#### [YOUR GOAL]
An exact reprint of the data below is required, line for line.

Stored items
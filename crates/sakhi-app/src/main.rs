mod cli;
mod repl;

use clap::Parser;

use sakhi_chat::ResponseEngine;
use sakhi_core::config::SakhiConfig;

use crate::cli::{CliArgs, Command};

#[tokio::main]
async fn main() -> Result<(), Box<dyn std::error::Error>> {
    let args = CliArgs::parse();

    // Config.
    let config_file = args.resolve_config_path();
    let mut config = SakhiConfig::load_or_default(&config_file);
    config.chat.reply_delay_ms = args.resolve_delay_ms(config.chat.reply_delay_ms);
    let log_level = args.resolve_log_level(&config.general.log_level);

    // Tracing. Logs go to stderr so the transcript on stdout stays clean.
    tracing_subscriber::fmt()
        .with_env_filter(
            tracing_subscriber::EnvFilter::try_from_default_env()
                .unwrap_or_else(|_| tracing_subscriber::EnvFilter::new(&log_level)),
        )
        .with_writer(std::io::stderr)
        .init();

    tracing::info!("Starting Sakhi v{}", env!("CARGO_PKG_VERSION"));
    tracing::info!(path = %config_file.display(), "Configuration resolved");

    match args.command() {
        Command::Ask { text } => {
            let question = text.join(" ");
            let engine = ResponseEngine::new();
            tracing::debug!(topic = ?engine.classify(&question), "Answering one-shot question");
            println!("{}", engine.generate_reply(&question));
        }
        Command::Chat => repl::run(&config).await?,
    }

    Ok(())
}
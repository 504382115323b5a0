//! Static keyword rules for the farming assistant.
//!
//! Rules are scanned top to bottom against the lower-cased input and the
//! first match wins. Keywords match as plain substrings, so "watering"
//! triggers the irrigation rule and "pesticide" the pest rule.

use std::fmt;

use serde::{Deserialize, Serialize};

/// Advisory topic a rule answers.
#[derive(Clone, Copy, Debug, PartialEq, Eq, Hash, Serialize, Deserialize)]
#[serde(rename_all = "snake_case")]
pub enum Topic {
    Weather,
    Irrigation,
    Fertilizer,
    PestControl,
    Market,
    CropHealth,
}

impl fmt::Display for Topic {
    fn fmt(&self, f: &mut fmt::Formatter<'_>) -> fmt::Result {
        match self {
            Topic::Weather => write!(f, "weather"),
            Topic::Irrigation => write!(f, "irrigation"),
            Topic::Fertilizer => write!(f, "fertilizer"),
            Topic::PestControl => write!(f, "pest_control"),
            Topic::Market => write!(f, "market"),
            Topic::CropHealth => write!(f, "crop_health"),
        }
    }
}

/// Keyword predicate over already lower-cased text.
#[derive(Clone, Copy, Debug)]
pub enum Trigger {
    /// At least one keyword is present.
    AnyOf(&'static [&'static str]),
    /// Every keyword is present.
    AllOf(&'static [&'static str]),
}

impl Trigger {
    pub fn matches(&self, lowered: &str) -> bool {
        match self {
            Trigger::AnyOf(words) => words.iter().any(|w| lowered.contains(w)),
            Trigger::AllOf(words) => words.iter().all(|w| lowered.contains(w)),
        }
    }
}

/// One entry of the ordered rule table.
#[derive(Clone, Copy, Debug)]
pub struct Rule {
    pub topic: Topic,
    pub trigger: Trigger,
    pub reply: &'static str,
}

impl Rule {
    pub fn matches(&self, lowered: &str) -> bool {
        self.trigger.matches(lowered)
    }
}

/// Ordered rule table. Position is precedence.
///
/// The crop-health rule needs both keywords while every other rule needs
/// any one of its keywords.
pub static RULES: &[Rule] = &[
    Rule {
        topic: Topic::Weather,
        trigger: Trigger::AnyOf(&["weather"]),
        reply: "Based on current weather data, I recommend avoiding outdoor activities during expected rainfall. Consider indoor farm maintenance tasks.",
    },
    Rule {
        topic: Topic::Irrigation,
        trigger: Trigger::AnyOf(&["irrigation", "water"]),
        reply: "For your crops, I suggest early morning irrigation around 6-7 AM when evaporation is minimal. Check soil moisture levels first.",
    },
    Rule {
        topic: Topic::Fertilizer,
        trigger: Trigger::AnyOf(&["fertilizer", "nutrient"]),
        reply: "NPK 10:26:26 is suitable for your rice crop at this stage. Apply 50kg per hectare and ensure proper soil moisture.",
    },
    Rule {
        topic: Topic::PestControl,
        trigger: Trigger::AnyOf(&["pest", "insect"]),
        reply: "I detected possible pest activity. Consider organic neem oil spray in the evening hours for effective control.",
    },
    Rule {
        topic: Topic::Market,
        trigger: Trigger::AnyOf(&["market", "price"]),
        reply: "Current market prices show tomatoes trending upward. Consider harvesting your ready crop for better profits.",
    },
    Rule {
        topic: Topic::CropHealth,
        trigger: Trigger::AllOf(&["crop", "health"]),
        reply: "Upload a crop image and I can analyze the health status. Meanwhile, ensure proper nutrition and pest monitoring.",
    },
];

/// Generic advice used when no rule matches.
pub static FALLBACK_REPLIES: &[&str] = &[
    "I understand your concern. Let me help you with personalized advice based on your farm data and current conditions.",
    "Based on your query, I recommend checking soil moisture levels and considering organic fertilizers for better crop yield.",
    "Weather conditions look favorable for planting. Make sure to maintain proper irrigation schedules.",
    "For pest control, try neem-based solutions first before using chemical pesticides.",
    "Consider crop rotation to maintain soil health. Legumes can help fix nitrogen naturally.",
    "Monitor your crops daily and maintain proper spacing for optimal growth.",
];

/// First rule matching `lowered`, if any.
pub fn first_match(lowered: &str) -> Option<&'static Rule> {
    RULES.iter().find(|rule| rule.matches(lowered))
}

#### [OUTPUT OF THE TASK]
filename crates/sakhi-app/src/main.rs
mod cli;
mod repl;

use clap::Parser;

use sakhi_chat::ResponseEngine;
use sakhi_core::config::SakhiConfig;

use crate::cli::{CliArgs, Command};

#[tokio::main]
async fn main() -> Result<(), Box<dyn std::error::Error>> {
    let args = CliArgs::parse();

    // Config.
    let config_file = args.resolve_config_path();
    let mut config = SakhiConfig::load_or_default(&config_file);
    config.chat.reply_delay_ms = args.resolve_delay_ms(config.chat.reply_delay_ms);
    let log_level = args.resolve_log_level(&config.general.log_level);

    // Tracing. Logs go to stderr so the transcript on stdout stays clean.
    tracing_subscriber::fmt()
        .with_env_filter(
            tracing_subscriber::EnvFilter::try_from_default_env()
                .unwrap_or_else(|_| tracing_subscriber::EnvFilter::new(&log_level)),
        )
        .with_writer(std::io::stderr)
        .init();

    tracing::info!("Starting Sakhi v{}", env!("CARGO_PKG_VERSION"));
    tracing::info!(path = %config_file.display(), "Configuration resolved");

    match args.command() {
        Command::Ask { text } => {
            let question = text.join(" ");
            let engine = ResponseEngine::new();
            tracing::debug!(topic = ?engine.classify(&question), "Answering one-shot question");
            println!("{}", engine.generate_reply(&question));
        }
        Command::Chat => repl::run(&config).await?,
    }

    Ok(())
}
repository 504382115323b5a0
//! Static keyword rules for the farming assistant.
//!
//! Rules are scanned top to bottom against the lower-cased input and the
//! first match wins. Keywords match as plain substrings, so "watering"
//! triggers the irrigation rule and "pesticide" the pest rule.

use std::fmt;

use serde::{Deserialize, Serialize};

/// Advisory topic a rule answers.
#[derive(Clone, Copy, Debug, PartialEq, Eq, Hash, Serialize, Deserialize)]
#[serde(rename_all = "snake_case")]
pub enum Topic {
    Weather,
    Irrigation,
    Fertilizer,
    PestControl,
    Market,
    CropHealth,
}

impl fmt::Display for Topic {
    fn fmt(&self, f: &mut fmt::Formatter<'_>) -> fmt::Result {
        match self {
            Topic::Weather => write!(f, "weather"),
            Topic::Irrigation => write!(f, "irrigation"),
            Topic::Fertilizer => write!(f, "fertilizer"),
            Topic::PestControl => write!(f, "pest_control"),
            Topic::Market => write!(f, "market"),
            Topic::CropHealth => write!(f, "crop_health"),
        }
    }
}

/// Keyword predicate over already lower-cased text.
#[derive(Clone, Copy, Debug)]
pub enum Trigger {
    /// At least one keyword is present.
    AnyOf(&'static [&'static str]),
    /// Every keyword is present.
    AllOf(&'static [&'static str]),
}

impl Trigger {
    pub fn matches(&self, lowered: &str) -> bool {
        match self {
            Trigger::AnyOf(words) => words.iter().any(|w| lowered.contains(w)),
            Trigger::AllOf(words) => words.iter().all(|w| lowered.contains(w)),
        }
    }
}

/// One entry of the ordered rule table.
#[derive(Clone, Copy, Debug)]
pub struct Rule {
    pub topic: Topic,
    pub trigger: Trigger,
    pub reply: &'static str,
}

impl Rule {
    pub fn matches(&self, lowered: &str) -> bool {
        self.trigger.matches(lowered)
    }
}

/// Ordered rule table. Position is precedence.
///
/// The crop-health rule needs both keywords while every other rule needs
/// any one of its keywords.
pub static RULES: &[Rule] = &[
    Rule {
        topic: Topic::Weather,
        trigger: Trigger::AnyOf(&["weather"]),
        reply: "Based on current weather data, I recommend avoiding outdoor activities during expected rainfall. Consider indoor farm maintenance tasks.",
    },
    Rule {
        topic: Topic::Irrigation,
        trigger: Trigger::AnyOf(&["irrigation", "water"]),
        reply: "For your crops, I suggest early morning irrigation around 6-7 AM when evaporation is minimal. Check soil moisture levels first.",
    },
    Rule {
        topic: Topic::Fertilizer,
        trigger: Trigger::AnyOf(&["fertilizer", "nutrient"]),
        reply: "NPK 10:26:26 is suitable for your rice crop at this stage. Apply 50kg per hectare and ensure proper soil moisture.",
    },
    Rule {
        topic: Topic::PestControl,
        trigger: Trigger::AnyOf(&["pest", "insect"]),
        reply: "I detected possible pest activity. Consider organic neem oil spray in the evening hours for effective control.",
    },
    Rule {
        topic: Topic::Market,
        trigger: Trigger::AnyOf(&["market", "price"]),
        reply: "Current market prices show tomatoes trending upward. Consider harvesting your ready crop for better profits.",
    },
    Rule {
        topic: Topic::CropHealth,
        trigger: Trigger::AllOf(&["crop", "health"]),
        reply: "Upload a crop image and I can analyze the health status. Meanwhile, ensure proper nutrition and pest monitoring.",
    },
];

/// Generic advice used when no rule matches.
pub static FALLBACK_REPLIES: &[&str] = &[
    "I understand your concern. Let me help you with personalized advice based on your farm data and current conditions.",
    "Based on your query, I recommend checking soil moisture levels and considering organic fertilizers for better crop yield.",
    "Weather conditions look favorable for planting. Make sure to maintain proper irrigation schedules.",
    "For pest control, try neem-based solutions first before using chemical pesticides.",
    "Consider crop rotation to maintain soil health. Legumes can help fix nitrogen naturally.",
    "Monitor your crops daily and maintain proper spacing for optimal growth.",
];

/// First rule matching `lowered`, if any.
pub fn first_match(lowered: &str) -> Option<&'static Rule> {
    RULES.iter().find(|rule| rule.matches(lowered))
}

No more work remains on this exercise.